Hardship was everywhere: mothers with small children living in makeshift shelters built of branches; charred circles in the dirt where larger mud huts had been burned to the ground by militias; children without parents leaning against a tree, eyes vacant; and signs of malnutrition setting in here and there.
Nearby ran a branch of the Bahr el Ghazal river, and sounds of laughter broke the desperation at the water's edge, where children had created a swimming hole in a quiet eddy lined by reeds. I watched as the bigger kids swam underwater and came up with roots and seed pods. They were diving to live, eating the rhizomes of the water lilies, which were plentiful and seemed to satisfy the steady burn of hungry bellies inside growing bodies. But the more they ate, the more deadly this "food" would become. Once in the digestive tract, too many rhizomes turned into something like concrete, and several children had died of intestinal blockages.
This to me has been a lasting image of the hard work of relief and development. Nearby the plane just unloaded had been full of necessities made possible by Christians committed to word and deed ministry. But it was clear that no amount of jerry cans, cooking oil, and grain would make a lasting solution. Worse, a homegrown substitute born of desperation actually could undermine all the good deeds sitting on the airstrip behind me.

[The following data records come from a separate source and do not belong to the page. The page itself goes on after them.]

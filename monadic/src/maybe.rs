/*
 * Copyright (c) Meta Platforms, Inc. and affiliates.
 * All rights reserved.
 *
 * This source code is licensed under the BSD-style license found in the
 * LICENSE file in the root directory of this source tree.
 */

//! An optional value: [`Maybe<T>`] holds either a value or nothing.
//!
//! ```
//! use monadic::Maybe;
//!
//! let doubled = Maybe::value(5).map(|x| x * 2);
//! assert_eq!(doubled.value_or(0), 10);
//! assert_eq!(Maybe::<i32>::none().value_or(7), 7);
//! ```

use serde::Deserialize;
use serde::Serialize;

use crate::either::Either;
use crate::error::AccessError;
use crate::result::Try;

/// A value-or-absent container.
#[derive(Debug, Clone, Copy, PartialEq, Eq, PartialOrd, Ord, Hash, Serialize, Deserialize)]
pub enum Maybe<T> {
    /// A value is present.
    Value(T),
    /// No value.
    None,
}

/// Construct a [`Maybe`] holding `value`.
pub fn value<T>(value: T) -> Maybe<T> {
    Maybe::Value(value)
}

/// Construct an empty [`Maybe`].
pub fn none<T>() -> Maybe<T> {
    Maybe::None
}

impl<T> Default for Maybe<T> {
    fn default() -> Self {
        Maybe::None
    }
}

impl<T> Maybe<T> {
    /// Construct a [`Maybe`] holding `value`.
    pub fn value(value: T) -> Self {
        Maybe::Value(value)
    }

    /// Construct an empty [`Maybe`].
    pub fn none() -> Self {
        Maybe::None
    }

    /// Whether a value is present.
    pub fn is_value(&self) -> bool {
        matches!(self, Maybe::Value(_))
    }

    /// Whether no value is present.
    pub fn is_none(&self) -> bool {
        matches!(self, Maybe::None)
    }

    /// Borrow the payload.
    pub fn as_ref(&self) -> Maybe<&T> {
        match self {
            Maybe::Value(value) => Maybe::Value(value),
            Maybe::None => Maybe::None,
        }
    }

    /// Mutably borrow the payload.
    pub fn as_mut(&mut self) -> Maybe<&mut T> {
        match self {
            Maybe::Value(value) => Maybe::Value(value),
            Maybe::None => Maybe::None,
        }
    }

    /// Take the payload, or fail with [`AccessError::Absent`].
    pub fn into_value(self) -> Result<T, AccessError> {
        match self {
            Maybe::Value(value) => Ok(value),
            Maybe::None => Err(AccessError::Absent),
        }
    }

    /// Convert into the standard library's `Option`.
    pub fn into_option(self) -> Option<T> {
        self.into()
    }

    /// Apply `f` to the payload. `f` is not invoked on `None`.
    pub fn map<U, F>(self, f: F) -> Maybe<U>
    where
        F: FnOnce(T) -> U,
    {
        match self {
            Maybe::Value(value) => Maybe::Value(f(value)),
            Maybe::None => Maybe::None,
        }
    }

    /// Apply `f`, which itself produces a [`Maybe`], without re-wrapping
    /// its result.
    pub fn map_flatten<U, F>(self, f: F) -> Maybe<U>
    where
        F: FnOnce(T) -> Maybe<U>,
    {
        match self {
            Maybe::Value(value) => f(value),
            Maybe::None => Maybe::None,
        }
    }

    /// Keep the value only if `predicate` holds for it.
    pub fn filter<P>(self, predicate: P) -> Self
    where
        P: FnOnce(&T) -> bool,
    {
        match self {
            Maybe::Value(value) if predicate(&value) => Maybe::Value(value),
            _ => Maybe::None,
        }
    }

    /// `self` if it holds a value, otherwise `other`.
    pub fn or(self, other: Maybe<T>) -> Self {
        match self {
            Maybe::Value(_) => self,
            Maybe::None => other,
        }
    }

    /// `self` if it holds a value, otherwise the result of `f`.
    pub fn or_else<F>(self, f: F) -> Self
    where
        F: FnOnce() -> Maybe<T>,
    {
        match self {
            Maybe::Value(_) => self,
            Maybe::None => f(),
        }
    }

    /// The payload, or `default`.
    pub fn value_or(self, default: T) -> T {
        match self {
            Maybe::Value(value) => value,
            Maybe::None => default,
        }
    }

    /// The payload, or the result of `f`. `f` runs only on `None`.
    pub fn value_or_else<F>(self, f: F) -> T
    where
        F: FnOnce() -> T,
    {
        match self {
            Maybe::Value(value) => value,
            Maybe::None => f(),
        }
    }

    /// Convert into a [`Try`], using `on_absent` to build the failure.
    pub fn to_try<E, F>(self, on_absent: F) -> Try<T>
    where
        F: FnOnce() -> E,
        E: Into<anyhow::Error>,
    {
        match self {
            Maybe::Value(value) => Try::Success(value),
            Maybe::None => Try::Failure(on_absent().into()),
        }
    }

    /// Convert into an [`Either`] whose right branch holds the value.
    pub fn to_either<L, F>(self, on_absent: F) -> Either<L, T>
    where
        F: FnOnce() -> L,
    {
        match self {
            Maybe::Value(value) => Either::Right(value),
            Maybe::None => Either::Left(on_absent()),
        }
    }

    /// Run exactly one of `on_value` and `on_absent`.
    pub fn do_effect<V, A>(self, on_value: V, on_absent: A)
    where
        V: FnOnce(T),
        A: FnOnce(),
    {
        match self {
            Maybe::Value(value) => on_value(value),
            Maybe::None => on_absent(),
        }
    }
}

impl<T> Maybe<Maybe<T>> {
    /// Remove one level of nesting.
    pub fn flatten(self) -> Maybe<T> {
        match self {
            Maybe::Value(inner) => inner,
            Maybe::None => Maybe::None,
        }
    }
}

impl<T> From<Option<T>> for Maybe<T> {
    fn from(option: Option<T>) -> Self {
        match option {
            Some(value) => Maybe::Value(value),
            None => Maybe::None,
        }
    }
}

impl<T> From<Maybe<T>> for Option<T> {
    fn from(maybe: Maybe<T>) -> Self {
        match maybe {
            Maybe::Value(value) => Some(value),
            Maybe::None => None,
        }
    }
}

impl<T> IntoIterator for Maybe<T> {
    type Item = T;
    type IntoIter = std::option::IntoIter<T>;

    fn into_iter(self) -> Self::IntoIter {
        self.into_option().into_iter()
    }
}
/*
 * Copyright (c) Meta Platforms, Inc. and affiliates.
 * All rights reserved.
 *
 * This source code is licensed under the BSD-style license found in the
 * LICENSE file in the root directory of this source tree.
 */

//! A uniform view of "a future of `T`" that can report whether it has
//! already resolved.
//!
//! Rust futures do not expose their completion state, so the bridge works
//! over [`Eventual`] instead: a source that either hands over its result
//! right away or surrenders the future that will produce it. Sources may be
//! single-use ([`Deferred`], [`futures::future::Ready`],
//! [`tokio::task::JoinHandle`]) or reusable ([`futures::future::Shared`]).
//!
//! ```
//! use monadic::Eventual;
//! use monadic::Resolution;
//!
//! let resolution = monadic::resolved(3).resolve();
//! assert!(matches!(resolution, Resolution::Ready(Ok(3))));
//! ```

use std::any::Any;
use std::fmt;
use std::future::Future;
use std::pin::Pin;
use std::task::Context;
use std::task::Poll;

use futures::FutureExt as _;
use futures::future;
use futures::future::Ready;
use futures::future::Shared;
use pin_project::pin_project;
use tokio::task::JoinError;
use tokio::task::JoinHandle;

use crate::error::Cancelled;

/// Either a result that is available now, or the future that will produce
/// it.
#[derive(Debug)]
pub enum Resolution<T, F> {
    /// Already resolved.
    Ready(T),
    /// Still pending.
    Pending(F),
}

impl<T, F> Resolution<T, F> {
    /// Whether the result is available now.
    pub fn is_ready(&self) -> bool {
        matches!(self, Resolution::Ready(_))
    }
}

/// A future of [`Eventual::Output`] whose completion state can be observed
/// without scheduling.
///
/// A source may itself resolve to [`Cancelled`] (for example, the result of
/// a bridge call whose token fired, or an aborted task).
pub trait Eventual: Sized {
    /// The value the source resolves to.
    type Output;

    /// The future to await when the source is still pending.
    type Future: Future<Output = Result<Self::Output, Cancelled>>;

    /// Observe the source. A resolved source hands over its result; a
    /// pending one hands over the future, which the caller awaits at most
    /// once.
    fn resolve(self) -> Resolution<Result<Self::Output, Cancelled>, Self::Future>;
}

/// The future returned by every bridge operation.
///
/// `Ready` results were computed at call time and resolve on the first
/// poll; `Pending` results wrap the continuation that awaits the source.
#[pin_project(project = BridgedProj)]
#[derive(Debug)]
#[must_use = "futures do nothing unless you `.await` or poll them"]
pub enum Bridged<T, F> {
    /// Computed at call time. `None` once the result has been taken.
    Ready(Option<Result<T, Cancelled>>),
    /// Awaiting the source or an asynchronous transformation.
    Pending(#[pin] F),
}

impl<T, F> Bridged<T, F> {
    /// Whether the result was computed at call time.
    pub fn is_ready(&self) -> bool {
        matches!(self, Bridged::Ready(Some(_)))
    }
}

impl<T, F> Future for Bridged<T, F>
where
    F: Future<Output = Result<T, Cancelled>>,
{
    type Output = Result<T, Cancelled>;

    fn poll(self: Pin<&mut Self>, cx: &mut Context<'_>) -> Poll<Self::Output> {
        match self.project() {
            BridgedProj::Ready(settled) => {
                Poll::Ready(settled.take().expect("Bridged polled after completion"))
            }
            BridgedProj::Pending(future) => future.poll(cx),
        }
    }
}

impl<T, F> Eventual for Bridged<T, F>
where
    F: Future<Output = Result<T, Cancelled>>,
{
    type Output = T;
    type Future = Self;

    fn resolve(self) -> Resolution<Result<T, Cancelled>, Self> {
        match self {
            Bridged::Ready(Some(settled)) => Resolution::Ready(settled),
            pending => Resolution::Pending(pending),
        }
    }
}

/// A single-use future that is always observed as pending.
#[pin_project]
#[derive(Debug)]
#[must_use = "futures do nothing unless you `.await` or poll them"]
pub struct Deferred<F> {
    #[pin]
    future: F,
}

/// Adapt an arbitrary future into an [`Eventual`] source.
pub fn deferred<F: Future>(future: F) -> Deferred<F> {
    Deferred { future }
}

impl<F: Future> Future for Deferred<F> {
    type Output = Result<F::Output, Cancelled>;

    fn poll(self: Pin<&mut Self>, cx: &mut Context<'_>) -> Poll<Self::Output> {
        self.project().future.poll(cx).map(Ok)
    }
}

impl<F: Future> Eventual for Deferred<F> {
    type Output = F::Output;
    type Future = Self;

    fn resolve(self) -> Resolution<Result<F::Output, Cancelled>, Self> {
        Resolution::Pending(self)
    }
}

/// An already-resolved source.
pub fn resolved<T>(value: T) -> Ready<T> {
    future::ready(value)
}

/// A source that has already resolved to [`Cancelled`].
pub fn cancelled<T>() -> Bridged<T, future::Pending<Result<T, Cancelled>>> {
    Bridged::Ready(Some(Err(Cancelled)))
}

impl<T> Eventual for Ready<T> {
    type Output = T;
    type Future = Ready<Result<T, Cancelled>>;

    fn resolve(self) -> Resolution<Result<T, Cancelled>, Self::Future> {
        Resolution::Ready(Ok(self.into_inner()))
    }
}

/// A reusable future: every clone observes the same result, and a clone
/// that resolves after the shared computation finished does not poll it.
impl<F> Eventual for Shared<F>
where
    F: Future,
    F::Output: Clone,
{
    type Output = F::Output;
    type Future = Deferred<Shared<F>>;

    fn resolve(self) -> Resolution<Result<F::Output, Cancelled>, Self::Future> {
        match self.peek() {
            Some(output) => Resolution::Ready(Ok(output.clone())),
            None => Resolution::Pending(deferred(self)),
        }
    }
}

/// The pending form of a [`JoinHandle`] source. Panics raised by the task
/// are resumed on the awaiting task, never at the call that observed the
/// handle; an aborted task resolves to [`Cancelled`].
#[must_use = "futures do nothing unless you `.await` or poll them"]
pub struct Joined<T>(JoinState<T>);

enum JoinState<T> {
    Running(JoinHandle<T>),
    /// The task had already panicked when the handle was observed.
    Panicked(Option<Box<dyn Any + Send>>),
}

impl<T: fmt::Debug> fmt::Debug for Joined<T> {
    fn fmt(&self, f: &mut fmt::Formatter<'_>) -> fmt::Result {
        match &self.0 {
            JoinState::Running(handle) => f.debug_tuple("Joined").field(handle).finish(),
            JoinState::Panicked(_) => f.debug_tuple("Joined").field(&"panicked").finish(),
        }
    }
}

impl<T> Future for Joined<T> {
    type Output = Result<T, Cancelled>;

    fn poll(mut self: Pin<&mut Self>, cx: &mut Context<'_>) -> Poll<Self::Output> {
        match &mut self.0 {
            JoinState::Running(handle) => handle.poll_unpin(cx).map(settle_join),
            JoinState::Panicked(payload) => match payload.take() {
                Some(payload) => std::panic::resume_unwind(payload),
                None => panic!("Joined polled after completion"),
            },
        }
    }
}

fn settle_join<T>(joined: Result<T, JoinError>) -> Result<T, Cancelled> {
    match joined {
        Ok(output) => Ok(output),
        Err(err) if err.is_panic() => std::panic::resume_unwind(err.into_panic()),
        Err(_) => Err(Cancelled),
    }
}

/// A spawned task is resolved once it has finished. A task that finished
/// by panicking stays pending so that the panic surfaces where the result
/// is awaited. Dropping the pending form detaches the task rather than
/// aborting it.
impl<T> Eventual for JoinHandle<T> {
    type Output = T;
    type Future = Joined<T>;

    fn resolve(mut self) -> Resolution<Result<T, Cancelled>, Joined<T>> {
        if self.is_finished() {
            match (&mut self).now_or_never() {
                Some(Err(err)) if err.is_panic() => {
                    let payload = err.into_panic();
                    return Resolution::Pending(Joined(JoinState::Panicked(Some(payload))));
                }
                Some(joined) => return Resolution::Ready(settle_join(joined)),
                None => {}
            }
        }
        Resolution::Pending(Joined(JoinState::Running(self)))
    }
}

It is not enough to feed those diving for food. And it's actually not enough to give them a fishing pole instead of a fish, as the old adage says. Experts say they will need four pillars of economic development: infrastructure, healthcare, water, and education. They will need human capital, skillfully applied. And that has to mean local workers who can be trained to own their community with its successes and failures. And then they need something else: They need not to be measured by the standards set by the rest of us.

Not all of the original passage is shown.